State the number of lines in these records holding "what". Say nothing more.

=== EXTRACTED DATA ===

//! In-process [`ShapeStore`].
//!
//! Behaves like a managed document store: documents are validated on write,
//! batches are all-or-nothing, and every committed change republishes the full
//! snapshot. Faults can be injected to exercise the retry and rollback paths.

use std::collections::{BTreeMap, HashMap, VecDeque};
use std::sync::{Arc, Mutex, MutexGuard};

use async_trait::async_trait;
use tokio::sync::watch;

use shapesync_core::time::Timestamp;
use shapesync_core::{CanvasId, CanvasMeta, Fields, Shape, ShapeId, SyncError, SyncResult, UserId};

use crate::subscription::{ShapeSnapshot, ShapeSubscription};
use crate::{ShapeStore, WriteOp};

/// Shared in-memory shape store. Clones share state.
#[derive(Clone, Default)]
pub struct MemoryShapeStore {
    inner: Arc<Mutex<State>>,
}

impl std::fmt::Debug for MemoryShapeStore {
    fn fmt(&self, f: &mut std::fmt::Formatter<'_>) -> std::fmt::Result {
        f.debug_struct("MemoryShapeStore").finish()
    }
}

#[derive(Default)]
struct State {
    canvases: HashMap<CanvasId, CanvasDocs>,
    /// Errors returned by the next commits, oldest first
    faults: VecDeque<SyncError>,
    offline: bool,
    commits: u64,
}

struct CanvasDocs {
    docs: BTreeMap<ShapeId, Fields>,
    meta: Option<CanvasMeta>,
    tx: watch::Sender<ShapeSnapshot>,
}

impl Default for CanvasDocs {
    fn default() -> Self {
        let (tx, _) = watch::channel(Arc::new(Vec::new()));
        Self {
            docs: BTreeMap::new(),
            meta: None,
            tx,
        }
    }
}

impl CanvasDocs {
    fn shapes(&self) -> Vec<Shape> {
        let mut shapes: Vec<Shape> = self
            .docs
            .values()
            .filter_map(|fields| Shape::from_record(fields).ok())
            .collect();
        shapes.sort_by(|a, b| {
            a.audit
                .created_at
                .cmp(&b.audit.created_at)
                .then_with(|| a.id.cmp(&b.id))
        });
        shapes
    }

    fn publish(&self) {
        self.tx.send_replace(Arc::new(self.shapes()));
    }
}

impl MemoryShapeStore {
    pub fn new() -> Self {
        Self::default()
    }

    fn state(&self) -> MutexGuard<'_, State> {
        // A panic while holding the lock cannot leave a half-applied batch:
        // batches are staged on a copy and swapped in at the end.
        self.inner.lock().unwrap_or_else(|poisoned| poisoned.into_inner())
    }

    /// Make the next commit fail with `error`. Queued faults fire in order.
    pub fn fail_next(&self, error: SyncError) {
        self.state().faults.push_back(error);
    }

    /// Queue the same fault `times` times
    pub fn fail_times(&self, error: SyncError, times: usize) {
        let mut state = self.state();
        for _ in 0..times {
            state.faults.push_back(error.clone());
        }
    }

    /// While offline every call fails with [`SyncError::Offline`]
    pub fn set_offline(&self, offline: bool) {
        self.state().offline = offline;
    }

    /// Number of successfully applied batches
    pub fn commit_count(&self) -> u64 {
        self.state().commits
    }

    /// Raw stored record, for inspecting exactly what was persisted
    pub fn raw_record(&self, canvas: &CanvasId, id: &ShapeId) -> Option<Fields> {
        self.state()
            .canvases
            .get(canvas)
            .and_then(|c| c.docs.get(id).cloned())
    }

    fn check_online(state: &State) -> SyncResult<()> {
        if state.offline { Err(SyncError::Offline) } else { Ok(()) }
    }
}

/// Apply `ops` to a copy of `docs`, validating every touched document
fn stage(docs: &BTreeMap<ShapeId, Fields>, ops: &[WriteOp]) -> SyncResult<BTreeMap<ShapeId, Fields>> {
    let mut staged = docs.clone();
    for op in ops {
        match op {
            WriteOp::Set(shape) => {
                shape.validate()?;
                staged.insert(shape.id.clone(), shape.to_record()?);
            }
            WriteOp::Update { id, fields } => {
                let doc = staged.get_mut(id).ok_or_else(|| SyncError::shape_not_found(id))?;
                doc.extend(fields.clone());
                let shape = Shape::from_record(doc)?;
                if &shape.id != id {
                    return Err(SyncError::PermissionDenied(format!("update may not change id of {id}")));
                }
            }
            WriteOp::Delete(id) => {
                staged.remove(id);
            }
        }
    }
    Ok(staged)
}

#[async_trait]
impl ShapeStore for MemoryShapeStore {
    async fn get(&self, canvas: &CanvasId, id: &ShapeId) -> SyncResult<Option<Shape>> {
        let state = self.state();
        Self::check_online(&state)?;
        let Some(fields) = state.canvases.get(canvas).and_then(|c| c.docs.get(id)) else {
            return Ok(None);
        };
        Ok(Some(Shape::from_record(fields)?))
    }

    async fn list(&self, canvas: &CanvasId) -> SyncResult<Vec<Shape>> {
        let state = self.state();
        Self::check_online(&state)?;
        Ok(state.canvases.get(canvas).map(CanvasDocs::shapes).unwrap_or_default())
    }

    async fn locked_by(&self, canvas: &CanvasId, user: &UserId) -> SyncResult<Vec<Shape>> {
        let shapes = self.list(canvas).await?;
        Ok(shapes
            .into_iter()
            .filter(|s| s.lock.locked_by.as_ref() == Some(user))
            .collect())
    }

    async fn commit(&self, canvas: &CanvasId, ops: Vec<WriteOp>) -> SyncResult<()> {
        let mut state = self.state();
        Self::check_online(&state)?;
        if let Some(fault) = state.faults.pop_front() {
            tracing::debug!(canvas = %canvas, error = %fault, "Injected commit fault");
            return Err(fault);
        }
        if ops.is_empty() {
            return Ok(());
        }

        let entry = state.canvases.entry(canvas.clone()).or_default();
        let staged = stage(&entry.docs, &ops)?;
        entry.docs = staged;
        entry.publish();
        state.commits += 1;

        tracing::debug!(canvas = %canvas, ops = ops.len(), "Committed batch");
        Ok(())
    }

    fn subscribe(&self, canvas: &CanvasId) -> ShapeSubscription {
        let mut state = self.state();
        let entry = state.canvases.entry(canvas.clone()).or_default();
        ShapeSubscription::new(entry.tx.subscribe())
    }

    async fn canvas(&self, canvas: &CanvasId) -> SyncResult<Option<CanvasMeta>> {
        let state = self.state();
        Self::check_online(&state)?;
        Ok(state.canvases.get(canvas).and_then(|c| c.meta.clone()))
    }

    async fn create_canvas(&self, meta: CanvasMeta) -> SyncResult<CanvasMeta> {
        let mut state = self.state();
        Self::check_online(&state)?;
        let entry = state.canvases.entry(meta.canvas_id.clone()).or_default();
        Ok(entry.meta.get_or_insert(meta).clone())
    }

    async fn touch_canvas(&self, canvas: &CanvasId, delta: i64, now: Timestamp) -> SyncResult<()> {
        let mut state = self.state();
        Self::check_online(&state)?;
        let meta = state
            .canvases
            .get_mut(canvas)
            .and_then(|c| c.meta.as_mut())
            .ok_or_else(|| SyncError::NotFound(format!("canvas {canvas}")))?;
        meta.touch(delta, now);
        Ok(())
    }
}
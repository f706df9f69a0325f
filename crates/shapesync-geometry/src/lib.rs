//! Geometry primitives for shapesync.
//!
//! Only the math the sync engine itself needs lives here: points, axis-aligned
//! bounds and the relative transform used by batched moves/resizes. Layout and
//! hit-testing belong to the rendering layer.

use serde::{Deserialize, Serialize};

/// A position on the canvas (can be negative for infinite canvas feel)
#[derive(Debug, Clone, Copy, PartialEq, Default, Serialize, Deserialize)]
pub struct Point {
    pub x: f64,
    pub y: f64,
}

impl Point {
    pub fn new(x: f64, y: f64) -> Self {
        Self { x, y }
    }

    /// Create a translated copy of this point
    pub fn translated(self, dx: f64, dy: f64) -> Self {
        Self::new(self.x + dx, self.y + dy)
    }

    pub fn is_finite(self) -> bool {
        self.x.is_finite() && self.y.is_finite()
    }
}

/// Axis-aligned bounding box
#[derive(Debug, Clone, Copy, PartialEq, Default, Serialize, Deserialize)]
pub struct Bounds {
    pub x: f64,
    pub y: f64,
    pub width: f64,
    pub height: f64,
}

impl Bounds {
    pub fn new(x: f64, y: f64, width: f64, height: f64) -> Self {
        Self { x, y, width, height }
    }

    /// Smallest bounds containing every point, or `None` for an empty slice
    pub fn of_points(points: &[Point]) -> Option<Self> {
        let first = points.first()?;
        let (mut min_x, mut min_y, mut max_x, mut max_y) = (first.x, first.y, first.x, first.y);
        for p in &points[1..] {
            min_x = min_x.min(p.x);
            min_y = min_y.min(p.y);
            max_x = max_x.max(p.x);
            max_y = max_y.max(p.y);
        }
        Some(Self::new(min_x, min_y, max_x - min_x, max_y - min_y))
    }

    pub fn origin(&self) -> Point {
        Point::new(self.x, self.y)
    }
}

/// A move/rotate/scale applied relative to each target's current geometry.
///
/// The store has no server-side increment, so callers resolve the transform
/// against every shape individually before submitting a batch.
#[derive(Debug, Clone, Copy, PartialEq, Serialize, Deserialize)]
#[serde(rename_all = "camelCase")]
pub struct RelativeTransform {
    #[serde(default)]
    pub delta_x: f64,
    #[serde(default)]
    pub delta_y: f64,
    #[serde(default)]
    pub delta_rotation: f64,
    #[serde(default = "unit_scale")]
    pub scale_x: f64,
    #[serde(default = "unit_scale")]
    pub scale_y: f64,
}

fn unit_scale() -> f64 {
    1.0
}

impl Default for RelativeTransform {
    fn default() -> Self {
        Self {
            delta_x: 0.0,
            delta_y: 0.0,
            delta_rotation: 0.0,
            scale_x: 1.0,
            scale_y: 1.0,
        }
    }
}

impl RelativeTransform {
    /// Pure translation
    pub fn translate(dx: f64, dy: f64) -> Self {
        Self {
            delta_x: dx,
            delta_y: dy,
            ..Self::default()
        }
    }

    /// Pure scale about each shape's own origin
    pub fn scale(sx: f64, sy: f64) -> Self {
        Self {
            scale_x: sx,
            scale_y: sy,
            ..Self::default()
        }
    }

    /// Pure rotation in degrees
    pub fn rotate(degrees: f64) -> Self {
        Self {
            delta_rotation: degrees,
            ..Self::default()
        }
    }

    pub fn is_identity(&self) -> bool {
        *self == Self::default()
    }

    /// Every component finite and both scale factors strictly positive
    pub fn is_valid(&self) -> bool {
        [self.delta_x, self.delta_y, self.delta_rotation, self.scale_x, self.scale_y]
            .iter()
            .all(|v| v.is_finite())
            && self.scale_x > 0.0
            && self.scale_y > 0.0
    }

    /// Apply to a frame-based shape (origin + size)
    pub fn apply_to_bounds(&self, bounds: Bounds) -> Bounds {
        Bounds {
            x: bounds.x + self.delta_x,
            y: bounds.y + self.delta_y,
            width: bounds.width * self.scale_x,
            height: bounds.height * self.scale_y,
        }
    }

    /// Apply to a polyline: scale about the first point, then translate
    pub fn apply_to_points(&self, points: &[Point]) -> Vec<Point> {
        let Some(anchor) = points.first().copied() else {
            return Vec::new();
        };
        points
            .iter()
            .map(|p| {
                Point::new(
                    anchor.x + (p.x - anchor.x) * self.scale_x + self.delta_x,
                    anchor.y + (p.y - anchor.y) * self.scale_y + self.delta_y,
                )
            })
            .collect()
    }

    /// Apply the rotation delta, normalised to [0, 360)
    pub fn apply_to_rotation(&self, rotation: f64) -> f64 {
        normalize_degrees(rotation + self.delta_rotation)
    }
}

/// Wrap an angle in degrees into [0, 360)
pub fn normalize_degrees(degrees: f64) -> f64 {
    let wrapped = degrees.rem_euclid(360.0);
    // rem_euclid can round up to exactly 360.0 for tiny negative inputs
    if wrapped >= 360.0 { 0.0 } else { wrapped }
}
//! Error taxonomy shared by the stores and the sync engine.

use crate::ids::{ShapeId, UserId};
use crate::shape::ShapeKind;

/// Result alias used throughout shapesync
pub type SyncResult<T> = Result<T, SyncError>;

/// Whether an operation that failed with an error may be attempted again
#[derive(Debug, Clone, Copy, PartialEq, Eq)]
pub enum ErrorClass {
    Retryable,
    NonRetryable,
}

/// Every failure a store call or engine operation can surface.
#[derive(Debug, Clone, PartialEq, thiserror::Error)]
pub enum SyncError {
    #[error("Not allowed: {0}")]
    PermissionDenied(String),

    #[error("Not found: {0}")]
    NotFound(String),

    #[error("Shape {shape_id} is locked by another user ({locked_by})")]
    LockConflict { shape_id: ShapeId, locked_by: UserId },

    #[error("Store unavailable: {0}")]
    Unavailable(String),

    #[error("Deadline exceeded: {0}")]
    DeadlineExceeded(String),

    #[error("Client is offline")]
    Offline,

    #[error("Invalid shape: {0}")]
    Invalid(#[from] ValidationError),

    #[error("Operation cancelled")]
    Cancelled,

    #[error("Malformed record: {0}")]
    Serialization(String),
}

impl SyncError {
    pub fn shape_not_found(id: &ShapeId) -> Self {
        Self::NotFound(format!("shape {id}"))
    }

    pub fn class(&self) -> ErrorClass {
        match self {
            SyncError::Unavailable(_) | SyncError::DeadlineExceeded(_) | SyncError::Offline => {
                ErrorClass::Retryable
            }
            _ => ErrorClass::NonRetryable,
        }
    }

    pub fn is_retryable(&self) -> bool {
        self.class() == ErrorClass::Retryable
    }

    /// Stable code, matching the backing store's status strings where one exists
    pub fn code(&self) -> &'static str {
        match self {
            SyncError::PermissionDenied(_) => "permission-denied",
            SyncError::NotFound(_) => "not-found",
            SyncError::LockConflict { .. } => "locked",
            SyncError::Unavailable(_) => "unavailable",
            SyncError::DeadlineExceeded(_) => "deadline-exceeded",
            SyncError::Offline => "offline",
            SyncError::Invalid(_) => "invalid-argument",
            SyncError::Cancelled => "cancelled",
            SyncError::Serialization(_) => "serialization",
        }
    }
}

impl From<serde_json::Error> for SyncError {
    fn from(e: serde_json::Error) -> Self {
        SyncError::Serialization(e.to_string())
    }
}

/// A shape record or patch that must not reach the store.
#[derive(Debug, Clone, PartialEq, thiserror::Error)]
pub enum ValidationError {
    #[error("Shape id must not be empty")]
    EmptyId,

    #[error("Field {0} must be a finite number")]
    NonFinite(&'static str),

    #[error("Field {field} must not be negative, got {value}")]
    Negative { field: &'static str, value: f64 },

    #[error("Opacity must be within 0..=1, got {0}")]
    OpacityOutOfRange(f64),

    #[error("A line needs at least 2 points, got {0}")]
    TooFewPoints(usize),

    #[error("Text shapes need non-empty text")]
    EmptyText,

    #[error("Lock fields disagree: isLocked={is_locked} but lockedBy is {holder}")]
    LockInconsistent { is_locked: bool, holder: &'static str },

    #[error("Field {field} does not apply to {kind} shapes")]
    FieldNotApplicable { field: &'static str, kind: ShapeKind },

    #[error("Relative transform must be finite with positive scale")]
    InvalidTransform,

    #[error("Malformed shape record: {0}")]
    Record(String),
}
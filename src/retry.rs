//! Error classification and exponential-backoff retry for store calls.
//!
//! Only [`ErrorClass::Retryable`] failures are retried. Everything else is
//! returned on the spot, unchanged, so callers can still match on the cause.
//! Each wrapped closure must be safe to run again: store batches are atomic,
//! and disconnect-hook registration replaces rather than duplicates.

use std::future::Future;
use std::time::Duration;

use shapesync_core::{ErrorClass, SyncResult};

use crate::config::RetryConfig;

/// Retry schedule derived from [`RetryConfig`]
#[derive(Debug, Clone, PartialEq)]
pub struct RetryPolicy {
    max_retries: u32,
    base_delay: Duration,
    multiplier: f64,
}

impl Default for RetryPolicy {
    fn default() -> Self {
        Self::from(&RetryConfig::default())
    }
}

impl From<&RetryConfig> for RetryPolicy {
    fn from(config: &RetryConfig) -> Self {
        Self {
            max_retries: config.max_retries,
            base_delay: Duration::from_millis(config.base_delay_ms),
            multiplier: if config.multiplier >= 1.0 { config.multiplier } else { 1.0 },
        }
    }
}

impl RetryPolicy {
    /// Fail fast: a single attempt
    pub fn no_retry() -> Self {
        Self {
            max_retries: 0,
            ..Self::default()
        }
    }

    pub fn max_retries(&self) -> u32 {
        self.max_retries
    }

    /// Delay before retry number `retry` (1-based)
    pub fn delay_for(&self, retry: u32) -> Duration {
        let factor = self.multiplier.powi(retry.saturating_sub(1) as i32);
        Duration::from_secs_f64(self.base_delay.as_secs_f64() * factor)
    }

    /// Run `op`, retrying retryable failures with backoff
    pub async fn run<T, F, Fut>(&self, op_name: &str, mut op: F) -> SyncResult<T>
    where
        F: FnMut() -> Fut,
        Fut: Future<Output = SyncResult<T>>,
    {
        let mut retry = 0u32;
        loop {
            match op().await {
                Ok(value) => {
                    if retry > 0 {
                        tracing::info!(op = op_name, retries = retry, "Store call succeeded after retry");
                    }
                    return Ok(value);
                }
                Err(e) if e.class() == ErrorClass::Retryable && retry < self.max_retries => {
                    retry += 1;
                    let delay = self.delay_for(retry);
                    tracing::warn!(
                        op = op_name,
                        error = %e,
                        attempt = retry,
                        delay_ms = delay.as_millis() as u64,
                        "Retrying store call",
                    );
                    tokio::time::sleep(delay).await;
                }
                Err(e) => {
                    if e.is_retryable() {
                        tracing::warn!(op = op_name, error = %e, retries = retry, "Store call failed, retries exhausted");
                    } else {
                        tracing::debug!(op = op_name, error = %e, code = e.code(), "Store call failed");
                    }
                    return Err(e);
                }
            }
        }
    }
}
//! Optimistic client-side shape cache.
//!
//! Local mutations land here before the store confirms them. Each one
//! returns a [`Pending`] holding the values it overwrote so a failed remote
//! call can put exactly those back. Authoritative snapshots replace the
//! whole map; a rollback that predates the latest snapshot is dropped,
//! since the snapshot already says what the store holds.

use std::collections::HashMap;

use shapesync_core::time::Timestamp;
use shapesync_core::{LockFields, Shape, ShapeId, UserId};

/// Undo record for one optimistic mutation
#[derive(Debug, Clone, PartialEq)]
#[must_use = "roll back or discard the pending mutation"]
pub struct Pending {
    generation: u64,
    /// Pre-mutation value per touched id; `None` means the id was absent
    previous: Vec<(ShapeId, Option<Shape>)>,
}

impl Pending {
    pub fn is_empty(&self) -> bool {
        self.previous.is_empty()
    }

    pub fn shape_ids(&self) -> impl Iterator<Item = &ShapeId> {
        self.previous.iter().map(|(id, _)| id)
    }
}

/// Indexed shadow copy of the canvas
#[derive(Debug, Default)]
pub struct ShapeCache {
    /// Shapes in snapshot order
    shapes: Vec<Shape>,
    /// Fast lookup by ID
    by_id: HashMap<ShapeId, usize>,
    /// Bumped on every authoritative snapshot
    generation: u64,
}

impl ShapeCache {
    pub fn new() -> Self {
        Self::default()
    }

    /// Replace everything with an authoritative snapshot
    pub fn replace_all(&mut self, snapshot: &[Shape]) {
        self.shapes = snapshot.to_vec();
        self.reindex();
        self.generation += 1;
    }

    pub fn generation(&self) -> u64 {
        self.generation
    }

    fn reindex(&mut self) {
        self.by_id.clear();
        for (idx, shape) in self.shapes.iter().enumerate() {
            self.by_id.insert(shape.id.clone(), idx);
        }
    }

    pub fn get(&self, id: &ShapeId) -> Option<&Shape> {
        self.by_id.get(id).map(|&idx| &self.shapes[idx])
    }

    pub fn iter(&self) -> impl Iterator<Item = &Shape> {
        self.shapes.iter()
    }

    pub fn len(&self) -> usize {
        self.shapes.len()
    }

    pub fn is_empty(&self) -> bool {
        self.shapes.is_empty()
    }

    /// Shapes the cache believes `user` holds
    pub fn locked_by(&self, user: &UserId) -> Vec<ShapeId> {
        self.shapes
            .iter()
            .filter(|s| s.lock_holder() == Some(user))
            .map(|s| s.id.clone())
            .collect()
    }

    fn begin(&self) -> Pending {
        Pending {
            generation: self.generation,
            previous: Vec::new(),
        }
    }

    /// Write `shape` (insert or overwrite), remembering what was there
    fn put(&mut self, pending: &mut Pending, shape: Shape) {
        let previous = self.get(&shape.id).cloned();
        pending.previous.push((shape.id.clone(), previous));
        self.set(shape);
    }

    fn set(&mut self, shape: Shape) {
        match self.by_id.get(&shape.id) {
            Some(&idx) => self.shapes[idx] = shape,
            None => {
                self.by_id.insert(shape.id.clone(), self.shapes.len());
                self.shapes.push(shape);
            }
        }
    }

    fn remove(&mut self, id: &ShapeId) -> Option<Shape> {
        let idx = self.by_id.remove(id)?;
        let shape = self.shapes.remove(idx);
        self.reindex();
        Some(shape)
    }

    // --- Optimistic mutations ---

    /// Insert new shapes
    pub fn apply_insert(&mut self, shapes: Vec<Shape>) -> Pending {
        let mut pending = self.begin();
        for shape in shapes {
            self.put(&mut pending, shape);
        }
        pending
    }

    /// Replace existing shapes with updated copies; unknown ids are skipped
    pub fn apply_update(&mut self, shapes: Vec<Shape>) -> Pending {
        let mut pending = self.begin();
        for shape in shapes {
            if self.by_id.contains_key(&shape.id) {
                self.put(&mut pending, shape);
            }
        }
        pending
    }

    pub fn apply_delete(&mut self, ids: &[ShapeId]) -> Pending {
        let mut pending = self.begin();
        for id in ids {
            if let Some(shape) = self.remove(id) {
                pending.previous.push((id.clone(), Some(shape)));
            }
        }
        pending
    }

    /// Lock `id` for `user` and unlock anything else `user` holds
    pub fn apply_lock(&mut self, id: &ShapeId, user: &UserId, now: Timestamp) -> Pending {
        let mut pending = self.begin();
        for other in self.locked_by(user) {
            if other != *id {
                self.set_lock(&mut pending, &other, LockFields::unlocked());
            }
        }
        self.set_lock(&mut pending, id, LockFields::held_by(user.clone(), now));
        pending
    }

    pub fn apply_unlock(&mut self, id: &ShapeId) -> Pending {
        let mut pending = self.begin();
        self.set_lock(&mut pending, id, LockFields::unlocked());
        pending
    }

    fn set_lock(&mut self, pending: &mut Pending, id: &ShapeId, lock: LockFields) {
        if let Some(shape) = self.get(id) {
            let mut shape = shape.clone();
            shape.lock = lock;
            self.put(pending, shape);
        }
    }

    /// Undo an optimistic mutation. Returns false when a snapshot arrived in
    /// between and the rollback was skipped.
    pub fn rollback(&mut self, pending: Pending) -> bool {
        if pending.generation != self.generation {
            return false;
        }
        // Reverse order so repeated writes to one id unwind to the first value
        for (id, previous) in pending.previous.into_iter().rev() {
            match previous {
                Some(shape) => self.restore(shape),
                None => {
                    self.remove(&id);
                }
            }
        }
        true
    }

    fn restore(&mut self, shape: Shape) {
        if self.by_id.contains_key(&shape.id) {
            self.set(shape);
            return;
        }
        // Deleted optimistically: put it back near its creation-order slot
        let idx = self
            .shapes
            .iter()
            .position(|s| (s.audit.created_at, &s.id) > (shape.audit.created_at, &shape.id))
            .unwrap_or(self.shapes.len());
        self.shapes.insert(idx, shape);
        self.reindex();
    }
}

===

● **RESPONSE TO THIS EXERCISE**: 3